Plaintiff argues that Allstate, acting through King, misrepresented that its insured was alive and that the case would be settled upon receipt of certain doctor’s reports and other medical records. We find no merit to Plaintiff’s claim that King led Plaintiff’s attorney to believe Traphagen was alive. The second amended complaint alleged, in fact, that Plaintiff’s attorney advised King of Traphagen’s death. Although King may have advised Plaintiff’s attorney where Traphagen lived prior to the initial complaint being filed, no inference can be drawn that King knew of and knowingly concealed Traphagen’s death at that time. Moreover, there is no affirmative obligation imposed upon an insurance company to monitor the status of its insured and notify claimants of the insured’s death (Vaughn v. Speaker, 126 Ill. 2d 150, 533 N.E.2d 885). Nor do we believe that King made any statements above and beyond typical negotiation which were calculated to lull Plaintiff or her attorney into a false sense of security that the case would be settled. In Vaughn, the court stated that an insurance company’s concession of liability and payments made during the negotiation process may create a reasonable belief on the part of a plaintiff that a claim will be settled. None of these factors, however, are present in this case. The $7,000 check directed to Plaintiff’s attorney and subsequently rejected was nothing more than a settlement offer. It was not a concession of liability nor was it an interim payment. Simple negotiation between a claimant and an insurance company does not work to estop the insurance company from insisting upon strict statutory requirements. Dickirson v. Pacific Mutual Life Insurance Co. (1925), 319 Ill. 311.

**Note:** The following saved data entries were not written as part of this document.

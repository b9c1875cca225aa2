//! Door monitoring loop - transition detection and event publication
//!
//! One tick: debounced sample, mirror the state on the indicator, detect
//! a logical transition against the previous tick, and hand exactly one
//! event per change to the egress channel. The indicator always tracks
//! the physical state regardless of the arm flag; the arm flag is only
//! snapshotted into outbound payloads.
//!
//! Two genuine transitions inside one poll interval coalesce into the
//! net observed state. That loss of granularity is a documented
//! limitation of level polling, not a bug.

use crate::domain::{DeviceId, DoorState, TransitionEvent};
use crate::infra::config::Config;
use crate::io::egress_channel::EventSender;
use crate::io::gpio::{DigitalInput, DigitalOutput};
use crate::services::arm_state::ArmState;
use crate::services::debounce::Debouncer;
use std::sync::Arc;
use std::time::Duration;
use tokio::sync::watch;
use tokio::time::interval;
use tracing::{info, trace, warn};

pub struct DoorMonitor<I: DigitalInput, O: DigitalOutput> {
    debouncer: Debouncer<I>,
    indicator: O,
    arm: Arc<ArmState>,
    events: EventSender,
    device_id: DeviceId,
    include_armed: bool,
    announce_baseline: bool,
    poll_interval: Duration,
    /// None until the first successful sample establishes a baseline
    state: Option<DoorState>,
}

impl<I: DigitalInput, O: DigitalOutput> DoorMonitor<I, O> {
    pub fn new(
        config: &Config,
        input: I,
        indicator: O,
        arm: Arc<ArmState>,
        events: EventSender,
    ) -> Self {
        let debouncer = Debouncer::new(
            input,
            Duration::from_millis(config.settle_delay_ms()),
            config.reed_active_low(),
        );
        Self {
            debouncer,
            indicator,
            arm,
            events,
            device_id: config.device_id(),
            include_armed: config.include_armed_in_payload(),
            announce_baseline: config.announce_baseline_on_boot(),
            poll_interval: Duration::from_millis(config.poll_interval_ms()),
            state: None,
        }
    }

    fn publish(&self, state: DoorState) {
        let armed = if self.include_armed { Some(self.arm.get().is_armed()) } else { None };
        self.events.send_transition(TransitionEvent::new(self.device_id, state, armed));
    }

    /// One iteration of the polling loop. All side effects are synchronous
    /// within the tick, preserving the one-event-per-change guarantee.
    async fn tick(&mut self) {
        let cur = match self.debouncer.sample().await {
            Ok(state) => state,
            Err(e) => {
                // Keep the previous state; the next tick retries the line
                warn!(error = %e, "reed_read_failed");
                return;
            }
        };

        // Indicator mirrors the physical state regardless of the arm flag
        if let Err(e) = self.indicator.set(cur.indicator_level()) {
            warn!(error = %e, "indicator_write_failed");
        }

        match self.state {
            None => {
                info!(door = %cur.as_str(), "door_baseline");
                if self.announce_baseline {
                    self.publish(cur);
                }
            }
            Some(prev) if prev != cur => {
                info!(door = %cur.as_str(), arm = %self.arm.get().as_str(), "door_state");
                self.publish(cur);
            }
            Some(_) => {
                trace!(door = %cur.as_str(), "door_poll");
            }
        }
        self.state = Some(cur);
    }

    /// Run the polling loop until the shutdown signal flips.
    ///
    /// The indicator is driven to its safe (off) state on every exit path.
    pub async fn run(mut self, mut shutdown: watch::Receiver<bool>) {
        info!(
            device_id = %self.device_id,
            poll_interval_ms = %self.poll_interval.as_millis(),
            announce_baseline = %self.announce_baseline,
            "door_monitor_started"
        );

        let mut poll_timer = interval(self.poll_interval);

        loop {
            tokio::select! {
                _ = shutdown.changed() => {
                    if *shutdown.borrow() {
                        break;
                    }
                }
                _ = poll_timer.tick() => {
                    self.tick().await;
                }
            }
        }

        if let Err(e) = self.indicator.set(false) {
            warn!(error = %e, "indicator_reset_failed");
        }
        info!("door_monitor_shutdown");
    }
}

#[cfg(test)]
mod tests {
    use super::*;
    use crate::domain::ArmFlag;
    use crate::io::egress_channel::create_event_channel;
    use crate::io::gpio::{ScriptedInput, SimPin};

    // Raw levels for active-low wiring
    const CLOSED: bool = false;
    const OPEN: bool = true;

    fn monitor(
        samples: &[bool],
        config: Config,
        arm: Arc<ArmState>,
        events: EventSender,
    ) -> (DoorMonitor<ScriptedInput, SimPin>, SimPin) {
        let indicator = SimPin::new(false);
        let monitor = DoorMonitor::new(
            &config,
            ScriptedInput::new(samples.iter().copied()),
            indicator.clone(),
            arm,
            events,
        );
        (monitor, indicator)
    }

    fn test_config() -> Config {
        Config::default().with_settle_delay_ms(1)
    }

    #[tokio::test]
    async fn test_exactly_one_event_per_change() {
        // Tick states closed, closed, open, open, open, closed.
        // First tick dual-reads, each change dual-reads.
        let samples = [CLOSED, CLOSED, CLOSED, OPEN, OPEN, OPEN, OPEN, CLOSED, CLOSED];
        let (events, mut rx) = create_event_channel(16);
        let arm = Arc::new(ArmState::new(ArmFlag::Disarmed));
        let (mut monitor, _) = monitor(&samples, test_config(), arm, events);

        for _ in 0..6 {
            monitor.tick().await;
        }
        drop(monitor);

        // Baseline suppressed by default: exactly two events, open then close
        let first = rx.recv().await.unwrap();
        assert_eq!(first.kind, DoorState::Open);
        let second = rx.recv().await.unwrap();
        assert_eq!(second.kind, DoorState::Closed);
        assert!(rx.recv().await.is_none());
    }

    #[tokio::test]
    async fn test_baseline_suppressed_by_default() {
        let (events, mut rx) = create_event_channel(4);
        let arm = Arc::new(ArmState::new(ArmFlag::Disarmed));
        let (mut monitor, _) = monitor(&[CLOSED, CLOSED], test_config(), arm, events);

        monitor.tick().await;
        monitor.tick().await;
        drop(monitor);
        assert!(rx.recv().await.is_none());
    }

    #[tokio::test]
    async fn test_baseline_announced_when_configured() {
        let config = test_config().with_announce_baseline(true);
        let (events, mut rx) = create_event_channel(4);
        let arm = Arc::new(ArmState::new(ArmFlag::Disarmed));
        let (mut monitor, _) = monitor(&[CLOSED, CLOSED], config, arm, events);

        monitor.tick().await;
        drop(monitor);

        let event = rx.recv().await.unwrap();
        assert_eq!(event.kind, DoorState::Closed);
        assert!(rx.recv().await.is_none());
    }

    #[tokio::test]
    async fn test_indicator_mirrors_state_while_disarmed() {
        let samples = [CLOSED, CLOSED, OPEN, OPEN];
        let (events, _rx) = create_event_channel(4);
        let arm = Arc::new(ArmState::new(ArmFlag::Disarmed));
        let (mut monitor, indicator) = monitor(&samples, test_config(), arm, events);

        monitor.tick().await;
        assert!(!indicator.level(), "closed door, LED off");
        monitor.tick().await;
        assert!(indicator.level(), "open door, LED on even while disarmed");
    }

    #[tokio::test]
    async fn test_armed_snapshot_in_payload() {
        let samples = [CLOSED, CLOSED, OPEN, OPEN];
        let (events, mut rx) = create_event_channel(4);
        let arm = Arc::new(ArmState::new(ArmFlag::Armed));
        let (mut monitor, _) = monitor(&samples, test_config(), arm, events);

        monitor.tick().await;
        monitor.tick().await;

        let event = rx.recv().await.unwrap();
        assert_eq!(event.armed, Some(true));
    }

    #[tokio::test]
    async fn test_armed_omitted_when_variant_excludes_it() {
        let samples = [CLOSED, CLOSED, OPEN, OPEN];
        let config = test_config().with_include_armed(false);
        let (events, mut rx) = create_event_channel(4);
        let arm = Arc::new(ArmState::new(ArmFlag::Armed));
        let (mut monitor, _) = monitor(&samples, config, arm, events);

        monitor.tick().await;
        monitor.tick().await;

        let event = rx.recv().await.unwrap();
        assert_eq!(event.armed, None);
    }

    #[tokio::test]
    async fn test_publish_failure_does_not_disable_loop() {
        // Closed channel: every publish fails. The loop must keep
        // tracking state and keep attempting publication.
        let samples = [CLOSED, CLOSED, OPEN, OPEN, CLOSED, CLOSED];
        let (events, rx) = create_event_channel(1);
        drop(rx);
        let arm = Arc::new(ArmState::new(ArmFlag::Disarmed));
        let (mut monitor, indicator) = monitor(&samples, test_config(), arm, events);

        for _ in 0..3 {
            monitor.tick().await;
        }

        // State machine advanced past both failed publishes
        assert_eq!(monitor.state, Some(DoorState::Closed));
        assert!(!indicator.level());
    }

    #[tokio::test]
    async fn test_run_resets_indicator_on_shutdown() {
        let samples = [OPEN, OPEN];
        let config = test_config();
        let (events, _rx) = create_event_channel(4);
        let arm = Arc::new(ArmState::new(ArmFlag::Disarmed));
        let (monitor, indicator) = monitor(&samples, config, arm, events);

        let (shutdown_tx, shutdown_rx) = watch::channel(false);
        let handle = tokio::spawn(monitor.run(shutdown_rx));

        // Let at least one tick drive the LED high, then shut down
        tokio::time::sleep(Duration::from_millis(50)).await;
        shutdown_tx.send(true).unwrap();
        handle.await.unwrap();

        assert!(!indicator.level(), "indicator reset to safe state on exit");
    }
}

In short, assuming all of the allegations contained within plaintiff’s second amended complaint and attached affidavit are true, there is nothing to indicate that Defendant is estopped from asserting the statute of limitations as a bar to Plaintiff’s claim. The decision of the trial court is therefore affirmed.

Affirmed.

HEIPLE, J., concurs.






Concurrence Opinion

JUSTICE STOUDER,

specially concurring:

While I agree with the majority and find Vaughn v. Speaker (1988), 126 Ill. 2d 150, 533 N.E.2d 885, conclusive on the issue presented, I write separately to express my concerns with the outcome. Either by statute or otherwise, plaintiffs in McCammant’s position should be afforded some form of relief from the normal operations of the statute of limitations. In our mobile society, more often than not plaintiffs and defendants do not live in the same community. Hence, plaintiffs are unlikely to hear of a defendant’s death. Also, since the insurance company is the real party in interest in these actions, if the action is filed wdthin the statute of limitations, the insurance company’s knowledge should be attributable to the executors of the decedents’ estate. In this type of case, neither the plaintiff nor his attorney has any reasonable or practical way of monitoring the defendant’s life or death. Consequently, the application of the statute of limitations, as in this case, produces an unfair result without any benefit to the legal system.